- [WHAT TO PRODUCE]: Print nothing but the lines below starting at the line that holds "pub enum SessionState" and ending at the line that holds "AccessMode, requested: Option<&str>)", including both, each exactly as written.

DATASET Start Marker

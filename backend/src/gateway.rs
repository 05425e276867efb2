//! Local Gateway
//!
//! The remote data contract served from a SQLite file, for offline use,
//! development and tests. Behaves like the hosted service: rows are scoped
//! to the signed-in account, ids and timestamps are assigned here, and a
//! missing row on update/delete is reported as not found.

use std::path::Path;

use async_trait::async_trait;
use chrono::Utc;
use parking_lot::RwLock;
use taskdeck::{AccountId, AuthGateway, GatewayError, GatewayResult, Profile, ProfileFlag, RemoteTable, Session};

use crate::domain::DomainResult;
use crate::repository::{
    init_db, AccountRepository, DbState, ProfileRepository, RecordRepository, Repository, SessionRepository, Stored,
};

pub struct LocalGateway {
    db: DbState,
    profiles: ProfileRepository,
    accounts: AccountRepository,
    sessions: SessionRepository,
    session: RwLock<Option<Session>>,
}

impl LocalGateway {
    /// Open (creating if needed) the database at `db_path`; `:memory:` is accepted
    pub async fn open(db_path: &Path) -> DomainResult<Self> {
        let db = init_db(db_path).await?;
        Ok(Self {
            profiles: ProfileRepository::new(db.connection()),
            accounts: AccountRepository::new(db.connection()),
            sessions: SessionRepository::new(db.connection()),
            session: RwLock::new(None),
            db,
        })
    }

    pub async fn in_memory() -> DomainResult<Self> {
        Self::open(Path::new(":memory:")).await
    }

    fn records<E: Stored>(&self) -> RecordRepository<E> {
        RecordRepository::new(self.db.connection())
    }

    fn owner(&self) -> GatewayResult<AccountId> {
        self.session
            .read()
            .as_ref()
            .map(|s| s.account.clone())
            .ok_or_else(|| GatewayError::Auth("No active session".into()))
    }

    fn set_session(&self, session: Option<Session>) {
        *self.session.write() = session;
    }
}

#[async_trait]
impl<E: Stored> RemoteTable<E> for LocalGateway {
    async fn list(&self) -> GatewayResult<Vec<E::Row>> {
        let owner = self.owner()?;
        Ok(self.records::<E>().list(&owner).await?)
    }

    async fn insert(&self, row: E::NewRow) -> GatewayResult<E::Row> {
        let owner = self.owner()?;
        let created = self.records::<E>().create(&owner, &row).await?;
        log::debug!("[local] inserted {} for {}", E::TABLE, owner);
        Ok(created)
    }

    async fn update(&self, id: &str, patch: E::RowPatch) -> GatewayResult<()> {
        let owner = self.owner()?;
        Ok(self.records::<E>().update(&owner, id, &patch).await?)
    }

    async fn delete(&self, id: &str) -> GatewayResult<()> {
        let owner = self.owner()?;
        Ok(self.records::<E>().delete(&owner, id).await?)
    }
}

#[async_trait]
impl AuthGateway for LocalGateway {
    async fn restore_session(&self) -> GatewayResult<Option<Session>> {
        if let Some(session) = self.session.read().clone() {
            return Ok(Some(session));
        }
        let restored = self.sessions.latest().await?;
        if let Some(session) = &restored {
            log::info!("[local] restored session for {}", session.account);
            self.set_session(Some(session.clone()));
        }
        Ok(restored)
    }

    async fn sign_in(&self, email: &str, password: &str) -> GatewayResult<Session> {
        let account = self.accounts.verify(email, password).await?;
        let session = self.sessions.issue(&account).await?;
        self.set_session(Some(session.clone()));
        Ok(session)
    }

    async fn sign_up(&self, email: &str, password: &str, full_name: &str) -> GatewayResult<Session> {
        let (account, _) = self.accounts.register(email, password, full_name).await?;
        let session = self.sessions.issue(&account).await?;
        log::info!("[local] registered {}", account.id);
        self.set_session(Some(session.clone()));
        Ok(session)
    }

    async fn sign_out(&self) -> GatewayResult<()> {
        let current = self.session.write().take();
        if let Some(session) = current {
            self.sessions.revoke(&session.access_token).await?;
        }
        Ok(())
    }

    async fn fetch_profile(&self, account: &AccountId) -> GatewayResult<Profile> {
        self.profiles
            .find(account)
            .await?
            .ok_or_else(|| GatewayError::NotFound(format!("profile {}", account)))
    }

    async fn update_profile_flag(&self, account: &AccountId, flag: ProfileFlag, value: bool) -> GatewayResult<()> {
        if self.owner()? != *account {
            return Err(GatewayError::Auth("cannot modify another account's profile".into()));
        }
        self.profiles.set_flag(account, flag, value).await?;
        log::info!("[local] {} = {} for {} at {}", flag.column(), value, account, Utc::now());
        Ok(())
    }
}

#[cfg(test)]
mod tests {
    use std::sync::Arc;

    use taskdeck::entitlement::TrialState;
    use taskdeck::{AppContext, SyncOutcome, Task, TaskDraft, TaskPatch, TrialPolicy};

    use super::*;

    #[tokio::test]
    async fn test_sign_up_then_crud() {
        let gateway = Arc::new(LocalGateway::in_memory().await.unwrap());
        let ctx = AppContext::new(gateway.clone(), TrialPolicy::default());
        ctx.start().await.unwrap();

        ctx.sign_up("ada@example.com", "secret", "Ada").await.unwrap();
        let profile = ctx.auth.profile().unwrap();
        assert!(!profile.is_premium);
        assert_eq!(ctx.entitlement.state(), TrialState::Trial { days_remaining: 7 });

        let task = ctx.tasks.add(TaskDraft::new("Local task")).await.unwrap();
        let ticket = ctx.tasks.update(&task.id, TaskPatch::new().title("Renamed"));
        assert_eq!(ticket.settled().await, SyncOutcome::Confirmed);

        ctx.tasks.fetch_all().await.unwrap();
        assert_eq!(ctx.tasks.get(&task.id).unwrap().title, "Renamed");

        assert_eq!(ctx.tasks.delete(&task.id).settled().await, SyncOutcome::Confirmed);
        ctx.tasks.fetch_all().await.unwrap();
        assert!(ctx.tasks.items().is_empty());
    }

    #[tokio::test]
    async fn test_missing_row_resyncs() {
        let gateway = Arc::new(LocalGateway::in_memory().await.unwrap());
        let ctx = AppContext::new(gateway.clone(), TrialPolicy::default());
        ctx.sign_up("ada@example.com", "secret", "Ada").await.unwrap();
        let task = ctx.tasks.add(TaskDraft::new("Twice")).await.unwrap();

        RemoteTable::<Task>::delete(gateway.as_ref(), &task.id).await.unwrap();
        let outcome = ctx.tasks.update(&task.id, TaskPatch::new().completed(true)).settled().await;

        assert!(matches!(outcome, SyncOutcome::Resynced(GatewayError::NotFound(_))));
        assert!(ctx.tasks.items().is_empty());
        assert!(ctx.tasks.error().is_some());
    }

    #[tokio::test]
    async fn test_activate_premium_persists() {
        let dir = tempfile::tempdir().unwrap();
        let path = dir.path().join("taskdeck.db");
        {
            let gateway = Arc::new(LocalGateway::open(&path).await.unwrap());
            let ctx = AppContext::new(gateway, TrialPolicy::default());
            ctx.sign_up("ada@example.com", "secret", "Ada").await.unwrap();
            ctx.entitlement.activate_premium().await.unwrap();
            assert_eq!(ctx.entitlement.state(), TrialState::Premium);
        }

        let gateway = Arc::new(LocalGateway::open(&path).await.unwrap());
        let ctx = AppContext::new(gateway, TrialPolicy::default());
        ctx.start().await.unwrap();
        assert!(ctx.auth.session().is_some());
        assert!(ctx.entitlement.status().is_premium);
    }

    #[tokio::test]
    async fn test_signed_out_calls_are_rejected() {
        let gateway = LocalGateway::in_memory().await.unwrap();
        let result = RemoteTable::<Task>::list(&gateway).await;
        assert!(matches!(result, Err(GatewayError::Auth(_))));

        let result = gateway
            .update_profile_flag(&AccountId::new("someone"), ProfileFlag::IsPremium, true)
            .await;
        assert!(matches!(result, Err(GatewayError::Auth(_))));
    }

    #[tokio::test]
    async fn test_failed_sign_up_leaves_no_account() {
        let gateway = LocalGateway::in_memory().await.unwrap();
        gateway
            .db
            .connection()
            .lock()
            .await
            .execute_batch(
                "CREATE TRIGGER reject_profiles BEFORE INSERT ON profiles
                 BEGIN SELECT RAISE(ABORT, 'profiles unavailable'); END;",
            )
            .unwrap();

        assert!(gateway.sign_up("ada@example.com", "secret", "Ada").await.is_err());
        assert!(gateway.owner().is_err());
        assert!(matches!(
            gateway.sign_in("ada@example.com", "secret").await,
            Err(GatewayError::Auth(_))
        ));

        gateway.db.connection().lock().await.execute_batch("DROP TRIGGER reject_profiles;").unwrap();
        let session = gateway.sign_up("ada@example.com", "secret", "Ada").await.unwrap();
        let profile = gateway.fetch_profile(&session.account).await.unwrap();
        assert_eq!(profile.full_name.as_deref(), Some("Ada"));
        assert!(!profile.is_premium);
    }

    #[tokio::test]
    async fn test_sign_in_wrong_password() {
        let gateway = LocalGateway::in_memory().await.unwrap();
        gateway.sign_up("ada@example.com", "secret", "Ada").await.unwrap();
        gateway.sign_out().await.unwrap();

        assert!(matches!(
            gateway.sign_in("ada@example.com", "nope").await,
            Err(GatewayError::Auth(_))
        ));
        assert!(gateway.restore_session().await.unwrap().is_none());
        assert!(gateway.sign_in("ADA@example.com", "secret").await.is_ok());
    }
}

DATASET End Marker
DATASET Start Marker

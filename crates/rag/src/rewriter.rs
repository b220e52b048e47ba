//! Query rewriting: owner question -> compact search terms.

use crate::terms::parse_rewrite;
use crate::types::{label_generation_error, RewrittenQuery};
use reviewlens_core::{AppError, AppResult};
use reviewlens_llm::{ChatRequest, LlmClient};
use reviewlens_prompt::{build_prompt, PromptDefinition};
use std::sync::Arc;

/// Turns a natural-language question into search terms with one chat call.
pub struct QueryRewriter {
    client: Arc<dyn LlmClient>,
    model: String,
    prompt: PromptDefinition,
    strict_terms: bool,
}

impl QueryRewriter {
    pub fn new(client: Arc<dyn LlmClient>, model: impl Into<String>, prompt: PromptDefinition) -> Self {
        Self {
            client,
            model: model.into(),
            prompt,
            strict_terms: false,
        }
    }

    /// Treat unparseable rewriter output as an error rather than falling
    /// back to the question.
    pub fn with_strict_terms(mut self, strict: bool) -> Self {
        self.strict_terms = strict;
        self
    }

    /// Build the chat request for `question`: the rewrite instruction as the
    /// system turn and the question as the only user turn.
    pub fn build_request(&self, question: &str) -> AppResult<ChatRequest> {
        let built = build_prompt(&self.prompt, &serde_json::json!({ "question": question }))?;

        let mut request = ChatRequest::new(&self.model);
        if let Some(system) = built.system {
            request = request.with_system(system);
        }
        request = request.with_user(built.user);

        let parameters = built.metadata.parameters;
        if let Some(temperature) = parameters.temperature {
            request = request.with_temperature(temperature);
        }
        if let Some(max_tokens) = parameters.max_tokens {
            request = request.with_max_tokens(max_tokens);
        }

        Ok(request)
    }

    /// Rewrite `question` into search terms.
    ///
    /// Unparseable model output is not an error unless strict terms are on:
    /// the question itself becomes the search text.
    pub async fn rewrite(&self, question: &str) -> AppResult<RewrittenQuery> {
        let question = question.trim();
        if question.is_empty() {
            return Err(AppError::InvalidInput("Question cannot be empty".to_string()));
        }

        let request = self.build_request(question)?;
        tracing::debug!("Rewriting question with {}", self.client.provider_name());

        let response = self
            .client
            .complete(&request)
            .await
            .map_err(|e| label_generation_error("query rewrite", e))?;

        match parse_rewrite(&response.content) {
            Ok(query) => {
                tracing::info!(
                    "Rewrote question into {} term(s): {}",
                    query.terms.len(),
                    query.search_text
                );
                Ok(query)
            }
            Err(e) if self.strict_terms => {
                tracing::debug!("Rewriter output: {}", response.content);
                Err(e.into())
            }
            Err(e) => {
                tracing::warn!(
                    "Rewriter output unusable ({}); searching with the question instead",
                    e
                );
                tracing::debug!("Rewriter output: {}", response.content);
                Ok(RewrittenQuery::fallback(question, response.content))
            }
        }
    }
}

DATASET End Marker
DATASET Start Marker

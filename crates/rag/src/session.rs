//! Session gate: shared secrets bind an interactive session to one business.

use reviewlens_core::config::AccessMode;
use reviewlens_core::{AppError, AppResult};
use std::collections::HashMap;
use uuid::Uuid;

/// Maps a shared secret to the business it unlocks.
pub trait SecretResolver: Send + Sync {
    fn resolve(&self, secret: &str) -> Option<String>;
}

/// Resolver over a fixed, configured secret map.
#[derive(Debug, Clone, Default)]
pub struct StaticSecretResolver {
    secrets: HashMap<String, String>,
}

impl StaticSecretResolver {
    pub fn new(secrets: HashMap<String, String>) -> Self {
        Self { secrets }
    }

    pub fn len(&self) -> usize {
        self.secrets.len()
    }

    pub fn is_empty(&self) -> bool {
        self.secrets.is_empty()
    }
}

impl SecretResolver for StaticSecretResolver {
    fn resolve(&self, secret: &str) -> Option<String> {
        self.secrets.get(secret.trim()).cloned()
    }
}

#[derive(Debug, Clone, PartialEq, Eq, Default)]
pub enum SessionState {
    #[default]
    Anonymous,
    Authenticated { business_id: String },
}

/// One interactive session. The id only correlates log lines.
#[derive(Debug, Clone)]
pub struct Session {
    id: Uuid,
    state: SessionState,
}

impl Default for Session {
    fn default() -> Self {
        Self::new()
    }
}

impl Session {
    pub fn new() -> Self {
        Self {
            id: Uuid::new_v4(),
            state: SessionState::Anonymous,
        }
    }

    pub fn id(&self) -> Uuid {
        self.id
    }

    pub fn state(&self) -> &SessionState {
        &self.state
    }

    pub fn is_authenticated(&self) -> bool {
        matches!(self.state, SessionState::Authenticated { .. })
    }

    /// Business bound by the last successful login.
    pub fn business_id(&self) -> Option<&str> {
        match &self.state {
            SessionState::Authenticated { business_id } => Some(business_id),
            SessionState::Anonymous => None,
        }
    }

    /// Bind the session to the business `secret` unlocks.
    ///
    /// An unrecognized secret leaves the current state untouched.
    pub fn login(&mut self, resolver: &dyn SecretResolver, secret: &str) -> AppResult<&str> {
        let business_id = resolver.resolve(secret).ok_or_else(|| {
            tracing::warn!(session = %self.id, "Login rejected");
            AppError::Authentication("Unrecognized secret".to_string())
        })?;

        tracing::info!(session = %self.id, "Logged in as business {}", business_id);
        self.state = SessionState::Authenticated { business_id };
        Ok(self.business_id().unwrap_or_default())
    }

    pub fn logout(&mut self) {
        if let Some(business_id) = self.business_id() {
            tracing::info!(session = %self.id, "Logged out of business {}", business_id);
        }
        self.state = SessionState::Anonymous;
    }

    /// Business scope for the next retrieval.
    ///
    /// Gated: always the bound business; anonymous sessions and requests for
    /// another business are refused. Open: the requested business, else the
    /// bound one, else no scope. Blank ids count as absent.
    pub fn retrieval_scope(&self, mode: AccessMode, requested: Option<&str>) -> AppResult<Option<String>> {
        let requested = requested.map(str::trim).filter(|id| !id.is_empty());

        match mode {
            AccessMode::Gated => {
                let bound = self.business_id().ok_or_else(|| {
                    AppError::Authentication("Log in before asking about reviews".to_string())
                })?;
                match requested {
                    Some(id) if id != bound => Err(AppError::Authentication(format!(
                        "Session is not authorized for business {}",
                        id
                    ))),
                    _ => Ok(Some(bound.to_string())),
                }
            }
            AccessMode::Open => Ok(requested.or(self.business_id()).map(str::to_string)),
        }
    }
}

DATASET End Marker

- [SOLUTION]:
pub enum SessionState {
    #[default]
    Anonymous,
    Authenticated { business_id: String },
}

/// One interactive session. The id only correlates log lines.
#[derive(Debug, Clone)]
pub struct Session {
    id: Uuid,
    state: SessionState,
}

impl Default for Session {
    fn default() -> Self {
        Self::new()
    }
}

impl Session {
    pub fn new() -> Self {
        Self {
            id: Uuid::new_v4(),
            state: SessionState::Anonymous,
        }
    }

    pub fn id(&self) -> Uuid {
        self.id
    }

    pub fn state(&self) -> &SessionState {
        &self.state
    }

    pub fn is_authenticated(&self) -> bool {
        matches!(self.state, SessionState::Authenticated { .. })
    }

    /// Business bound by the last successful login.
    pub fn business_id(&self) -> Option<&str> {
        match &self.state {
            SessionState::Authenticated { business_id } => Some(business_id),
            SessionState::Anonymous => None,
        }
    }

    /// Bind the session to the business `secret` unlocks.
    ///
    /// An unrecognized secret leaves the current state untouched.
    pub fn login(&mut self, resolver: &dyn SecretResolver, secret: &str) -> AppResult<&str> {
        let business_id = resolver.resolve(secret).ok_or_else(|| {
            tracing::warn!(session = %self.id, "Login rejected");
            AppError::Authentication("Unrecognized secret".to_string())
        })?;

        tracing::info!(session = %self.id, "Logged in as business {}", business_id);
        self.state = SessionState::Authenticated { business_id };
        Ok(self.business_id().unwrap_or_default())
    }

    pub fn logout(&mut self) {
        if let Some(business_id) = self.business_id() {
            tracing::info!(session = %self.id, "Logged out of business {}", business_id);
        }
        self.state = SessionState::Anonymous;
    }

    /// Business scope for the next retrieval.
    ///
    /// Gated: always the bound business; anonymous sessions and requests for
    /// another business are refused. Open: the requested business, else the
    /// bound one, else no scope. Blank ids count as absent.
    pub fn retrieval_scope(&self, mode: AccessMode, requested: Option<&str>) -> AppResult<Option<String>> {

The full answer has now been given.